Sunday, March 13, 2011

Franklin gets Crafty

The weather is doing that wonderful thing it does sometimes in Texas. It is being perfect. This past weekend our heroine found herself sipping coffee on her porch enjoying The Warmth of Other Suns...and the warmth of the regular old sun, getting far more than her prescribed 15 mins of sunshine.

Then she and Franklin embarked on a journey southward with their dear Canadian friend to Bellaire where there was much crafting to be done, most notably the construction of darling decorative spheres. A delightfully messy process
including string, glue, balloons, and Vaseline. As should be expected the Amazing One-Legged Girl dominated that yarn, but she got covered in glue in the process.

The crafting fun continued, fireside. Knitting away on a no-longer-seasonally appropriate scarf for her relative to the north.

Aside from the crafting and good conversation to be had, naturally there was mass consumption of char-roasted sugar puffs...aka SMORES.

Our heroine has an exceptional skill when it comes to the proper roasting of a mallow, the melting of the chocolate and the distribution of the graham. It was truly an exquisite sight to behold.
The crafting continued the following day, with FINAL completion of that daunting scarf and the fabrication a little felt sleeping bag for her Kindle. Such an exhibition of craftiness has not been witnessed since the legendary six foot papier-mâchéTobasco bottle of 1999.

Tomorrow its back to less pleasant battles, including her first physical therapy session. Exciting as that is, she would rather roast a mallow.

Friday, March 11, 2011

Stay at Home Superhero

It has been mentioned before that working part time is dangerously fabulous. Only going into Crazytown 2 days a week allows for our heroine to soak up the sun from her new orange couch and to keep a safe distance via internet and email during the rest of the week. Aside from daytime TV being as awful as it is reputed to be, the commercials reveal that the Amazing One-Legged Girl is in no way their intended audience. From what she can discern they are directed towards one of three categories of people: Mothers with fresh babies (diapers, Gerber, Pajama Jeans); the elderly (dentures, Rascal Scooters, the risks of reusable catheters, Pajama Jeans); the un- or underemployed (medical billing certificates, ITT Tech, Pajama Jeans).

Of these three groups, her current situation freakishly most resembles that of the elderly (not in teeth or in need of help in going to the bathroom), but in her high fashion wheel chair, her super peppy home care nurse that visits once a week, and her need for trendy lounge wear.

The often aired commercial that causes the Amazing One-Legged Girl to laugh heartily at fate goes like this "It's your life, live it well, Texas Orthopedic Hospital." Sweet sweet irony. Probably one of the reasons so many people are stuck at home with the TV on during the day... go ahead rub it in by advertising frequently during the day. Remind us that your infection ridden hospital is why her leg exploded in the first place and further reason for the introduction to Franklin the Frame.

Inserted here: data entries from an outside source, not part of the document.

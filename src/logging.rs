//! Logging setup for relaybot.

use std::fs::{self, OpenOptions};
use std::path::Path;
use std::sync::Arc;

use tracing::Level;
use tracing_subscriber::fmt::writer::MakeWriterExt;
use tracing_subscriber::prelude::*;
use tracing_subscriber::EnvFilter;

use crate::config::LoggingConfig;
use crate::{RelayError, Result};

/// Parse a level name. Unknown names fall back to `info`.
fn parse_level(level: &str) -> Level {
    match level.trim().to_lowercase().as_str() {
        "trace" => Level::TRACE,
        "debug" => Level::DEBUG,
        "warn" | "warning" => Level::WARN,
        "error" => Level::ERROR,
        _ => Level::INFO,
    }
}

/// Build the filter: `RUST_LOG` directives plus the configured level.
fn build_filter(level: &str) -> EnvFilter {
    EnvFilter::from_default_env().add_directive(parse_level(level).into())
}

/// Initialize logging to the console and, if configured, a log file.
///
/// The log file is appended to so history survives restarts. An empty
/// `file` setting logs to the console only.
pub fn init(config: &LoggingConfig) -> Result<()> {
    if config.file.trim().is_empty() {
        init_console_only(&config.level);
        return Ok(());
    }

    if let Some(parent) = Path::new(&config.file).parent() {
        if !parent.as_os_str().is_empty() && !parent.exists() {
            fs::create_dir_all(parent)?;
        }
    }

    let log_file = OpenOptions::new()
        .create(true)
        .append(true)
        .open(&config.file)?;
    let writer = std::io::stdout.and(Arc::new(log_file));

    tracing_subscriber::registry()
        .with(
            tracing_subscriber::fmt::layer()
                .with_writer(writer)
                .with_ansi(false)
                .with_target(true)
                .with_thread_ids(false),
        )
        .with(build_filter(&config.level))
        .try_init()
        .map_err(|e| RelayError::Config(format!("logging already initialized: {}", e)))
}

/// Initialize console-only logging.
pub fn init_console_only(level: &str) {
    let _ = tracing_subscriber::registry()
        .with(
            tracing_subscriber::fmt::layer()
                .with_writer(std::io::stdout)
                .with_ansi(true)
                .with_target(true),
        )
        .with(build_filter(level))
        .try_init();
}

Another exciting aspect about being a home-bound hero is her new garden. Her passion for delicious food, undoubtedly increases demand for fresh herbs, especially the ever-popular cilantro, basil, and rosemary. The logical conclusion is to attempt to cultivate her own, along with two intrepid tomatoes. It should be noted that last year's attempt at farmer-ism started much much later in the season and resulted shriveled sun-stroked twigs.

She is hoping for more luscious longterm results this year.



Monday, March 7, 2011

New Digs, 3 Stairs & Rolly Chairs


The new house is fabulous. Thanks to the aide of many wonderful friends and her tirelessly helpful mother, the move is complete.
Three stairs thats it. Then the door. nice porch, good street, Cajun restaurant on the corner.

Our heroine has been enjoying a wonderful new view from a new $80 orange couch, that may clash with her fancy red chair, but oh well, the hardwood floors ties everything together... right?

Aside from being on the first floor, this apartment is wonderful because it is a straight shot: living room, kitchen, bed & bath.

The kitchen is so large in fact wheels are required to get around, adding a whole new element to the cooking dance. Wheeled twirls are the newest and best way the Amazing One-Legged Girl gets from the sink to the fridge, no more ridiculous hops and one-legged turns that threaten to topple her so often.

She is finding a nice rhythm in working part-time, dangerously nice. If it weren't for the giant metal cage on her leg, you might say she fell into some some random good fortune.

But alas, her fall led to something else entirely. A prescription for PT three times a week will undoubtedly throw her back on the crazy train once more. She is still learning new things every day. For example, who knew large luggage made such a great ottoman?